Below is a block of records; please copy all of them exactly.

(Dataset entries)
#####
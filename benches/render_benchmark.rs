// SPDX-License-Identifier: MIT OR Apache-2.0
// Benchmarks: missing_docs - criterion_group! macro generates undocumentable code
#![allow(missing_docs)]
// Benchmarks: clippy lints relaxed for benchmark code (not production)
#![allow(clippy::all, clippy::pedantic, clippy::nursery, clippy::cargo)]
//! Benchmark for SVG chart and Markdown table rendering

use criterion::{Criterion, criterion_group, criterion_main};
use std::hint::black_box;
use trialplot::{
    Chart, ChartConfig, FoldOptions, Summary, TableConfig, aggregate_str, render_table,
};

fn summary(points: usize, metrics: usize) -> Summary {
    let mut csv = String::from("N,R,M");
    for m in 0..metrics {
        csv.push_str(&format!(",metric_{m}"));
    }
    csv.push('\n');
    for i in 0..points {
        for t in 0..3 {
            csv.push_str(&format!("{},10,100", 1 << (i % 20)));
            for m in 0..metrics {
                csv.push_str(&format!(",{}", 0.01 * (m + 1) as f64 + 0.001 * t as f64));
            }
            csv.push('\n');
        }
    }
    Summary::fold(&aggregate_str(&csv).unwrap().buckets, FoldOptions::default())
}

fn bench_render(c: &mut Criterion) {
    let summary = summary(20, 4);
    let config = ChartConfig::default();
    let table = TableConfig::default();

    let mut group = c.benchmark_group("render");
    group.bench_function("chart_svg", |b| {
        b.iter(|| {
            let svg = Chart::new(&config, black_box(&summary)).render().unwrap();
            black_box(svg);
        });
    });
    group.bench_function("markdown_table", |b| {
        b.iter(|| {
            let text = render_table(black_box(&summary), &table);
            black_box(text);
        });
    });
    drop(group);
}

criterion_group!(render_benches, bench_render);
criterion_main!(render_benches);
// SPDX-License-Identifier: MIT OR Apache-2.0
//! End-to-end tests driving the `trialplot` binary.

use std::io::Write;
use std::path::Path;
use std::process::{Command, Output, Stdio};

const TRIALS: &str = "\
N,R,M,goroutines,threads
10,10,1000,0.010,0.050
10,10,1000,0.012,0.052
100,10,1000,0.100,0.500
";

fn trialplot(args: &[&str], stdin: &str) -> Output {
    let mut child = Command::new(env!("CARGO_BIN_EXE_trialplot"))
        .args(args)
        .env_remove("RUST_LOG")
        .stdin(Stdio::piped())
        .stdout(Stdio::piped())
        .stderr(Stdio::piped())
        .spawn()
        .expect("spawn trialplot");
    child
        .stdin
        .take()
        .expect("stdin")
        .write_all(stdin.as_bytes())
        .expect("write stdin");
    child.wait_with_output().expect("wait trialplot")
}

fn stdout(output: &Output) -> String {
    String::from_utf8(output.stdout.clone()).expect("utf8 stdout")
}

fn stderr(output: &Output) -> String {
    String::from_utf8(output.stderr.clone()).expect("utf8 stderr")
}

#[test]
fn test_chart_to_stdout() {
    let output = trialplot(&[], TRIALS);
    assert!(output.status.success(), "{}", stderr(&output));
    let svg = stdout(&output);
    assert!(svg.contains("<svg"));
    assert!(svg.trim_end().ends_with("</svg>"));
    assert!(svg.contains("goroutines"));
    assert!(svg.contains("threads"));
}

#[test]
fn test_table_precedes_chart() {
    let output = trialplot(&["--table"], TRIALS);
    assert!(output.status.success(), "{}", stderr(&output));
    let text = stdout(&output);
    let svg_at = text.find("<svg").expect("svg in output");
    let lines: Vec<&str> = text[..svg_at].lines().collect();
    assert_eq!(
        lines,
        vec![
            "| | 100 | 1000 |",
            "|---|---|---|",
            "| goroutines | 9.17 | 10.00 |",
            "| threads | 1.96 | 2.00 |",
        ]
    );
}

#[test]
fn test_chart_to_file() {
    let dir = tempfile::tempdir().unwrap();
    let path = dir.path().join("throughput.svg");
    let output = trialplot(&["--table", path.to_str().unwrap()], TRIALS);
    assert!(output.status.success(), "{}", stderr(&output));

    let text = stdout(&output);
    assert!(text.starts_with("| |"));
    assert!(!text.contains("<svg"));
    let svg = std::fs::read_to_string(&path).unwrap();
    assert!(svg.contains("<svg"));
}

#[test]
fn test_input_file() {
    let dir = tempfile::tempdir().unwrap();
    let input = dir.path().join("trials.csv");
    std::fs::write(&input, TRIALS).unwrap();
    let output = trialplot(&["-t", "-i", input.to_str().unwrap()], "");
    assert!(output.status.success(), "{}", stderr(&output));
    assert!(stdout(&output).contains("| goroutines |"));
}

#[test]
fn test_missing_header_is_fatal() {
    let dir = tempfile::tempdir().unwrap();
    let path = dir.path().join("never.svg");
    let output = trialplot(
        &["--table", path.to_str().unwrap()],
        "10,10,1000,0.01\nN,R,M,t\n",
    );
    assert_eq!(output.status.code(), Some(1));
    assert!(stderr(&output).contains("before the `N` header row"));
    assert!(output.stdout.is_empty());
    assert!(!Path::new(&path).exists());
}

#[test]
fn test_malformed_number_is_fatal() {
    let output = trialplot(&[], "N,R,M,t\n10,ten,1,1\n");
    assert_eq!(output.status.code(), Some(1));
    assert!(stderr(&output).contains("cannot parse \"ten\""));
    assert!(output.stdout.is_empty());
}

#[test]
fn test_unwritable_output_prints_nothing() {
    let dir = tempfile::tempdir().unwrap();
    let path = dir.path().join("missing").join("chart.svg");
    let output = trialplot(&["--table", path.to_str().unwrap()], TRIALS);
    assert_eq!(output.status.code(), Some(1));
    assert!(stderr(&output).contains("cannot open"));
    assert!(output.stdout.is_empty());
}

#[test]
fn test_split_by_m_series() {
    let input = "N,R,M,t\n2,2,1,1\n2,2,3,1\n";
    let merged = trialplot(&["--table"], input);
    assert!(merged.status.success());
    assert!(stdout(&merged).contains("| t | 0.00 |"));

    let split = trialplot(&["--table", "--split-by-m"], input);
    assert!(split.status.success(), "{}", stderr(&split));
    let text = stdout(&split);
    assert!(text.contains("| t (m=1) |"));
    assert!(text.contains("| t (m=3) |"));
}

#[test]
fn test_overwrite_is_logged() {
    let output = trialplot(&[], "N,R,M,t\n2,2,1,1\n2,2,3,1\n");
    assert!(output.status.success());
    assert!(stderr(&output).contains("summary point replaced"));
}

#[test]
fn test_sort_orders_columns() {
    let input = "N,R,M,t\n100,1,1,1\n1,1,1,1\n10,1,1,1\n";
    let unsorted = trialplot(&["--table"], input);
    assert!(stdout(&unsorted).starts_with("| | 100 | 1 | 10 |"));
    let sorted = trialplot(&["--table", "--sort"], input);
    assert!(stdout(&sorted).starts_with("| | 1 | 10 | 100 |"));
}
#####
[PROBLEM SOLUTION]:
filename benches/render_benchmark.rs
// SPDX-License-Identifier: MIT OR Apache-2.0
// Benchmarks: missing_docs - criterion_group! macro generates undocumentable code
#![allow(missing_docs)]
// Benchmarks: clippy lints relaxed for benchmark code (not production)
#![allow(clippy::all, clippy::pedantic, clippy::nursery, clippy::cargo)]
//! Benchmark for SVG chart and Markdown table rendering

use criterion::{Criterion, criterion_group, criterion_main};
use std::hint::black_box;
use trialplot::{
    Chart, ChartConfig, FoldOptions, Summary, TableConfig, aggregate_str, render_table,
};

fn summary(points: usize, metrics: usize) -> Summary {
    let mut csv = String::from("N,R,M");
    for m in 0..metrics {
        csv.push_str(&format!(",metric_{m}"));
    }
    csv.push('\n');
    for i in 0..points {
        for t in 0..3 {
            csv.push_str(&format!("{},10,100", 1 << (i % 20)));
            for m in 0..metrics {
                csv.push_str(&format!(",{}", 0.01 * (m + 1) as f64 + 0.001 * t as f64));
            }
            csv.push('\n');
        }
    }
    Summary::fold(&aggregate_str(&csv).unwrap().buckets, FoldOptions::default())
}

fn bench_render(c: &mut Criterion) {
    let summary = summary(20, 4);
    let config = ChartConfig::default();
    let table = TableConfig::default();

    let mut group = c.benchmark_group("render");
    group.bench_function("chart_svg", |b| {
        b.iter(|| {
            let svg = Chart::new(&config, black_box(&summary)).render().unwrap();
            black_box(svg);
        });
    });
    group.bench_function("markdown_table", |b| {
        b.iter(|| {
            let text = render_table(black_box(&summary), &table);
            black_box(text);
        });
    });
    drop(group);
}

criterion_group!(render_benches, bench_render);
criterion_main!(render_benches);
// SPDX-License-Identifier: MIT OR Apache-2.0
//! End-to-end tests driving the `trialplot` binary.

use std::io::Write;
use std::path::Path;
use std::process::{Command, Output, Stdio};

const TRIALS: &str = "\
N,R,M,goroutines,threads
10,10,1000,0.010,0.050
10,10,1000,0.012,0.052
100,10,1000,0.100,0.500
";

fn trialplot(args: &[&str], stdin: &str) -> Output {
    let mut child = Command::new(env!("CARGO_BIN_EXE_trialplot"))
        .args(args)
        .env_remove("RUST_LOG")
        .stdin(Stdio::piped())
        .stdout(Stdio::piped())
        .stderr(Stdio::piped())
        .spawn()
        .expect("spawn trialplot");
    child
        .stdin
        .take()
        .expect("stdin")
        .write_all(stdin.as_bytes())
        .expect("write stdin");
    child.wait_with_output().expect("wait trialplot")
}

fn stdout(output: &Output) -> String {
    String::from_utf8(output.stdout.clone()).expect("utf8 stdout")
}

fn stderr(output: &Output) -> String {
    String::from_utf8(output.stderr.clone()).expect("utf8 stderr")
}

#[test]
fn test_chart_to_stdout() {
    let output = trialplot(&[], TRIALS);
    assert!(output.status.success(), "{}", stderr(&output));
    let svg = stdout(&output);
    assert!(svg.contains("<svg"));
    assert!(svg.trim_end().ends_with("</svg>"));
    assert!(svg.contains("goroutines"));
    assert!(svg.contains("threads"));
}

#[test]
fn test_table_precedes_chart() {
    let output = trialplot(&["--table"], TRIALS);
    assert!(output.status.success(), "{}", stderr(&output));
    let text = stdout(&output);
    let svg_at = text.find("<svg").expect("svg in output");
    let lines: Vec<&str> = text[..svg_at].lines().collect();
    assert_eq!(
        lines,
        vec![
            "| | 100 | 1000 |",
            "|---|---|---|",
            "| goroutines | 9.17 | 10.00 |",
            "| threads | 1.96 | 2.00 |",
        ]
    );
}

#[test]
fn test_chart_to_file() {
    let dir = tempfile::tempdir().unwrap();
    let path = dir.path().join("throughput.svg");
    let output = trialplot(&["--table", path.to_str().unwrap()], TRIALS);
    assert!(output.status.success(), "{}", stderr(&output));

    let text = stdout(&output);
    assert!(text.starts_with("| |"));
    assert!(!text.contains("<svg"));
    let svg = std::fs::read_to_string(&path).unwrap();
    assert!(svg.contains("<svg"));
}

#[test]
fn test_input_file() {
    let dir = tempfile::tempdir().unwrap();
    let input = dir.path().join("trials.csv");
    std::fs::write(&input, TRIALS).unwrap();
    let output = trialplot(&["-t", "-i", input.to_str().unwrap()], "");
    assert!(output.status.success(), "{}", stderr(&output));
    assert!(stdout(&output).contains("| goroutines |"));
}

#[test]
fn test_missing_header_is_fatal() {
    let dir = tempfile::tempdir().unwrap();
    let path = dir.path().join("never.svg");
    let output = trialplot(
        &["--table", path.to_str().unwrap()],
        "10,10,1000,0.01\nN,R,M,t\n",
    );
    assert_eq!(output.status.code(), Some(1));
    assert!(stderr(&output).contains("before the `N` header row"));
    assert!(output.stdout.is_empty());
    assert!(!Path::new(&path).exists());
}

#[test]
fn test_malformed_number_is_fatal() {
    let output = trialplot(&[], "N,R,M,t\n10,ten,1,1\n");
    assert_eq!(output.status.code(), Some(1));
    assert!(stderr(&output).contains("cannot parse \"ten\""));
    assert!(output.stdout.is_empty());
}

#[test]
fn test_unwritable_output_prints_nothing() {
    let dir = tempfile::tempdir().unwrap();
    let path = dir.path().join("missing").join("chart.svg");
    let output = trialplot(&["--table", path.to_str().unwrap()], TRIALS);
    assert_eq!(output.status.code(), Some(1));
    assert!(stderr(&output).contains("cannot open"));
    assert!(output.stdout.is_empty());
}

#[test]
fn test_split_by_m_series() {
    let input = "N,R,M,t\n2,2,1,1\n2,2,3,1\n";
    let merged = trialplot(&["--table"], input);
    assert!(merged.status.success());
    assert!(stdout(&merged).contains("| t | 0.00 |"));

    let split = trialplot(&["--table", "--split-by-m"], input);
    assert!(split.status.success(), "{}", stderr(&split));
    let text = stdout(&split);
    assert!(text.contains("| t (m=1) |"));
    assert!(text.contains("| t (m=3) |"));
}

#[test]
fn test_overwrite_is_logged() {
    let output = trialplot(&[], "N,R,M,t\n2,2,1,1\n2,2,3,1\n");
    assert!(output.status.success());
    assert!(stderr(&output).contains("summary point replaced"));
}

#[test]
fn test_sort_orders_columns() {
    let input = "N,R,M,t\n100,1,1,1\n1,1,1,1\n10,1,1,1\n";
    let unsorted = trialplot(&["--table"], input);
    assert!(stdout(&unsorted).starts_with("| | 100 | 1 | 10 |"));
    let sorted = trialplot(&["--table", "--sort"], input);
    assert!(stdout(&sorted).starts_with("| | 1 | 10 | 100 |"));
}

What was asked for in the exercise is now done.